Given interest in CIPR from a number of CAFII members who were unable to attend the January 8 session, Robin Thompson agreed to Brendan Wycks’ request that he repeat his presentation in an electronic, online format, in the near future. CAFII is now in the process of organizing that follow-up presentation, which will be for both CAFII and CADRI members.
The CIPR is designed to deal with all participants in the insurance industry; all will be issued a unique business identifier that will be their lone, lifetime identification number. Alberta already has a commitment from its LLQP education providers to use the unique CIPR identification number when communicating with licensees.
The CIPR is designed to be run “in the cloud”; it uses open source technology and modern development tools. AIC is currently the “host” of the system, but it has been designed to be handed off to an external host in due course.
CIPR is a back-end registration system which can facilitate a licensing system; but it is not a national licensing system in and of itself. The licensing process is still the responsibility of the individual provincial jurisdictions.

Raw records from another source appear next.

//! Ground coordinates.

use serde::{Deserialize, Serialize};

/// A 2D position in ground units.
#[derive(Debug, Clone, Copy, PartialEq, Default, Serialize, Deserialize)]
pub struct Coordinate {
    pub x: f64,
    pub y: f64,
}

impl Coordinate {
    pub fn new(x: f64, y: f64) -> Self {
        Self { x, y }
    }

    pub fn offset(&self, dx: f64, dy: f64) -> Self {
        Self::new(self.x + dx, self.y + dy)
    }

    pub fn distance(&self, other: &Coordinate) -> f64 {
        (self.x - other.x).hypot(self.y - other.y)
    }
}

impl std::fmt::Display for Coordinate {
    /// Whole ground units, the form used by status bars.
    fn fmt(&self, f: &mut std::fmt::Formatter<'_>) -> std::fmt::Result {
        write!(f, "{:.0}, {:.0}", self.x, self.y)
    }
}

impl From<(f64, f64)> for Coordinate {
    fn from((x, y): (f64, f64)) -> Self {
        Self::new(x, y)
    }
}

The CIPR addresses a need that CAFII has been advocating for years. If set up properly and adopted by other Canadian provinces, it can become a first step toward a national registration system. Tom and Robin advised that three or four other provinces, including New Brunswick, are working diligently to be able to join in on CIPR in the near future. They indicated that letters of encouragement from CAFII and other industry stakeholders have already been influential in prompting other jurisdictions to expedite their efforts to come on board.
Code of Conduct Review
The Alberta Insurance Council has announced that it is currently updating its Codes of Conduct for Life and Accident and Sickness agents, General agents, and Insurance Adjusters. The Council’s web site invites feedback on the Draft Codes that have been developed to date, but no deadline has been stated for submissions. Executive Director Brendan Wycks has followed-up with a query to CEO Joanne Abram’s Executive Assistant to find out the timelines for this consultation.
Meeting With CAFII On March 17, 2014
Alberta Insurance Council CEO Joanne Abram and Board Chair Ron Gilbertson have requested a meeting with CAFII Executive Director Brendan Wycks in Toronto on Monday, March 17. CAFII EOC members Moira Gill and John Lewsen will also attend the meeting.
While the topics or agenda for the meeting are not known at this time, the Council’s 2013-15 Strategic Plan states an objective of ensuring that “Board decisions are shared with industry trade Associations and intermediaries and that industry issues and views are shared with the Board.” And as well, “Senior Management will seek stakeholder comments and feedback on regulatory activities on an ongoing basis and report to the Board annually.”
Saskatchewan
Commission Lists Requested To Ensure All Parties Transacting In Insurance Are Licensed
On January 14, the Insurance Councils of Saskatchewan issued a bulletin to insurers, agencies and adjusting firms related to its practice of requesting commission lists. It anticipates that this practice will increase in 2014 as it endeavours to ensure that business entities and/or individuals operating in the province are appropriately licensed.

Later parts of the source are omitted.